Return a dictionary in which interpreter-specific data may be stored. If this function returns NULL then no exception has been raised and the caller should assume no interpreter-specific dict is available.

This is not a replacement for :c:func:PyModule_GetState(), which extensions should use to store interpreter-specific state information.

The returned dictionary is borrowed from the interpreter and is valid until interpreter shutdown.

.. versionadded:: 3.8

.. c:type:: PyObject* (*_PyFrameEvalFunction)(PyThreadState *tstate, _PyInterpreterFrame *frame, int throwflag)

Type of a frame evaluation function.

The throwflag parameter is used by the throw() method of generators: if non-zero, handle the current exception.

.. versionchanged:: 3.9 The function now takes a tstate parameter.

.. versionchanged:: 3.11 The frame parameter changed from PyFrameObject* to _PyInterpreterFrame*.

.. c:function:: _PyFrameEvalFunction _PyInterpreterState_GetEvalFrameFunc(PyInterpreterState *interp)

Get the frame evaluation function.

See the :pep:523 "Adding a frame evaluation API to CPython".

.. versionadded:: 3.9

.. c:function:: void _PyInterpreterState_SetEvalFrameFunc(PyInterpreterState *interp, _PyFrameEvalFunction eval_frame)

Set the frame evaluation function.

See the :pep:523 "Adding a frame evaluation API to CPython".

.. versionadded:: 3.9

Low-level APIs

All of the following functions must be called after :c:func:Py_Initialize.

.. versionchanged:: 3.7 :c:func:Py_Initialize() now initializes the :term:GIL and sets an :term:attached thread state.

.. c:function:: PyInterpreterState* PyInterpreterState_New()

Create a new interpreter state object.
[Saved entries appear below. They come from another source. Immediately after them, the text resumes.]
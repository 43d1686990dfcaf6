//! Tuning for the finder-pattern locator.
//!
//! Every constant of the search lives here as a named field. The defaults
//! were tuned on phone photos of printed codes roughly 150-600 px across;
//! other resolutions may need different values.

use crate::error::{Error, Result};

/// Largest accepted clip side in pixels
pub const MAX_CLIP_SIDE: u32 = 4096;

/// Locator configuration, immutable once a locator is built
#[derive(Clone, Debug, PartialEq)]
pub struct LocatorConfig {
    // Pre-processing
    /// Gaussian sigma before edge detection (default: 1.1, the automatic
    /// sigma of a 5x5 kernel).
    pub blur_sigma: f32,
    /// Fixed threshold of the enhanced pass (default: 100).
    /// Pixels strictly above become white.
    pub binarize_threshold: u8,
    /// Canny hysteresis low threshold (default: 112).
    pub canny_low: f32,
    /// Canny hysteresis high threshold (default: 255).
    pub canny_high: f32,

    // Candidate filtering
    /// Largest accepted width/height ratio of a candidate's rotated
    /// rectangle; the smallest is its reciprocal. Both bounds are
    /// exclusive (default: 1.2).
    pub square_ratio_max: f64,
    /// Minimum first-child chain depth of a finder pattern (default: 5).
    pub min_depth: usize,
    /// Smallest explored depth bucket (default: 3).
    pub bucket_min: usize,
    /// Largest explored depth bucket (default: 5).
    pub bucket_max: usize,

    // Triangle validation
    /// Lower bound of longest/shortest squared side, inclusive
    /// (default: 1.6384, about an 80 degree apex).
    pub triangle_ratio_min: f64,
    /// Upper bound of longest/shortest squared side, inclusive
    /// (default: 2.3104, about a 100 degree apex).
    pub triangle_ratio_max: f64,

    // Rectification
    /// Side of the canonical square the finder centers map onto (default: 200).
    pub clip_size: u32,
    /// Border around the canonical square (default: 50).
    pub clip_margin: u32,
}

impl Default for LocatorConfig {
    fn default() -> Self {
        Self {
            blur_sigma: 1.1,
            binarize_threshold: 100,
            canny_low: 112.0,
            canny_high: 255.0,
            square_ratio_max: 1.2,
            min_depth: 5,
            bucket_min: 3,
            bucket_max: 5,
            triangle_ratio_min: 1.6384,
            triangle_ratio_max: 2.3104,
            clip_size: 200,
            clip_margin: 50,
        }
    }
}

impl LocatorConfig {
    /// Side length of a rectified clip, saturating on overflow.
    /// `validate` rejects configurations where that would happen.
    pub fn clip_side(&self) -> u32 {
        self.checked_clip_side().unwrap_or(u32::MAX)
    }

    fn checked_clip_side(&self) -> Option<u32> {
        self.clip_size.checked_add(self.clip_margin.checked_mul(2)?)
    }

    /// Check that every bound is ordered and positive
    pub fn validate(&self) -> Result<()> {
        if !(self.blur_sigma > 0.0) {
            return Err(invalid("blur_sigma must be positive"));
        }
        if !(self.canny_low >= 0.0 && self.canny_low <= self.canny_high) {
            return Err(invalid("canny_low must be within 0..=canny_high"));
        }
        if !(self.square_ratio_max > 1.0) {
            return Err(invalid("square_ratio_max must exceed 1"));
        }
        if self.bucket_min < 3 {
            return Err(invalid("bucket_min must be at least 3"));
        }
        if self.bucket_min > self.bucket_max {
            return Err(invalid("bucket_min > bucket_max"));
        }
        if !(self.triangle_ratio_min > 0.0 && self.triangle_ratio_min <= self.triangle_ratio_max) {
            return Err(invalid("triangle_ratio_min must be within 0..=triangle_ratio_max"));
        }
        if self.clip_size == 0 {
            return Err(invalid("clip_size must be positive"));
        }
        match self.checked_clip_side() {
            Some(side) if side <= MAX_CLIP_SIDE => {}
            _ => return Err(invalid("clip_size + 2 * clip_margin exceeds 4096")),
        }
        Ok(())
    }
}

fn invalid(msg: &str) -> Error {
    Error::InvalidConfig(msg.to_string())
}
An :term:attached thread state is not needed, but may optionally exist if it is necessary to serialize calls to this function.

.. audit-event:: cpython.PyInterpreterState_New "" c.PyInterpreterState_New

.. c:function:: void PyInterpreterState_Clear(PyInterpreterState *interp)

Reset all information in an interpreter state object. There must be an :term:attached thread state for the interpreter.

.. audit-event:: cpython.PyInterpreterState_Clear "" c.PyInterpreterState_Clear

.. c:function:: void PyInterpreterState_Delete(PyInterpreterState *interp)

Destroy an interpreter state object. There should not be an :term:attached thread state for the target interpreter. The interpreter state must have been reset with a previous call to :c:func:PyInterpreterState_Clear.

.. _advanced-debugging:

Advanced debugger support

These functions are only intended to be used by advanced debugging tools.

.. c:function:: PyInterpreterState* PyInterpreterState_Head()

Return the interpreter state object at the head of the list of all such objects.

.. c:function:: PyInterpreterState* PyInterpreterState_Main()

Return the main interpreter state object.

.. c:function:: PyInterpreterState* PyInterpreterState_Next(PyInterpreterState *interp)

Return the next interpreter state object after interp from the list of all such objects.

.. c:function:: PyThreadState * PyInterpreterState_ThreadHead(PyInterpreterState *interp)

Return the pointer to the first :c:type:PyThreadState object in the list of threads associated with the interpreter interp.

.. c:function:: PyThreadState* PyThreadState_Next(PyThreadState *tstate)

Return the next thread state object after tstate from the list of all such objects belonging to the same :c:type:PyInterpreterState object.